Yes. That cube was special. Even among the strange artifacts scattered through the wreckage, it radiated significance. He would need time — and no small effort — to unravel its mysteries once he hauled this prize back to the surface. After all, despite the stalemate, victory was not in question. The stalemate would end, and he would stand as the last.
Why?
Because he had already understood this construct's fatal flaw.
A slit yawned open on the wand-like weapon grafted to the machine's back, spilling a cloud of glittering red dust into the void. Lian Peng's beak curved in satisfaction. He did not need to know what the dust was to understand its meaning. The connection was clear: those devastating blue rods fueled the weapon's spells.
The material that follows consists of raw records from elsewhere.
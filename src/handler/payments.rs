// handler/payments.rs
use std::sync::Arc;

use axum::{
    body::Bytes,
    http::HeaderMap,
    response::IntoResponse,
    routing::{get, post},
    Extension, Json, Router,
};

use crate::{
    dtos::{
        paymentdtos::{CallbackAck, CreatePaymentRequest},
        ApiResponse,
    },
    error::HttpError,
    middleware::JWTAuthMiddeware,
    AppState,
};

pub const CALLBACK_SIGNATURE_HEADER: &str = "X-Callback-Signature";

/// Routes that need an authenticated caller.
pub fn payment_handler() -> Router {
    Router::new()
        .route("/", post(create_payment))
        .route("/channels", get(list_channels))
}

pub async fn list_channels(
    Extension(app_state): Extension<Arc<AppState>>,
) -> Result<impl IntoResponse, HttpError> {
    let channels = app_state.payment_service.list_channels().await?;
    Ok(Json(ApiResponse::success("Payment channels retrieved", channels)))
}

pub async fn create_payment(
    Extension(app_state): Extension<Arc<AppState>>,
    Extension(auth): Extension<JWTAuthMiddeware>,
    Json(body): Json<CreatePaymentRequest>,
) -> Result<impl IntoResponse, HttpError> {
    let payment = app_state
        .payment_service
        .create_payment(auth.user_id, body)
        .await?;

    Ok(Json(ApiResponse::success("Checkout created", payment)))
}

/// Public gateway callback; authenticity comes from the body signature.
pub async fn payment_callback(
    Extension(app_state): Extension<Arc<AppState>>,
    headers: HeaderMap,
    body: Bytes,
) -> Result<impl IntoResponse, HttpError> {
    let signature = headers
        .get(CALLBACK_SIGNATURE_HEADER)
        .and_then(|value| value.to_str().ok());

    app_state
        .payment_service
        .handle_callback(signature, &body)
        .await?;

    Ok(Json(CallbackAck { success: true }))
}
Turning a tool into something capable of wounding a Divinity was no small feat — yet even this brilliance bore a fatal weakness.
It needed fuel. External, finite fuel.
Every attempt the construct made to dart back toward the shattered container confirmed it. Each time, Lian Peng had cut it off, forcing it away with flame and fury. A Divinity could pour endless Celestial radiance into their Avatar so long as breath remained in their lungs. This machine, for all its craft, carried only as many shots as its master could scavenge. Inevitability leaned in Lian Peng's favor.
And yet… he respected it.
To stand against a newborn Divinity without wielding one's own [Divine Avatar] was no trivial feat. Whoever piloted this construct fought with skill, daring, and stubborn resilience. Anger still burned hot in Lian Peng's chest — rage at the mockery, the humiliation, the insult — but beneath it smoldered a grudging respect. Not enough to stay his talons, of course. That line had long since been crossed.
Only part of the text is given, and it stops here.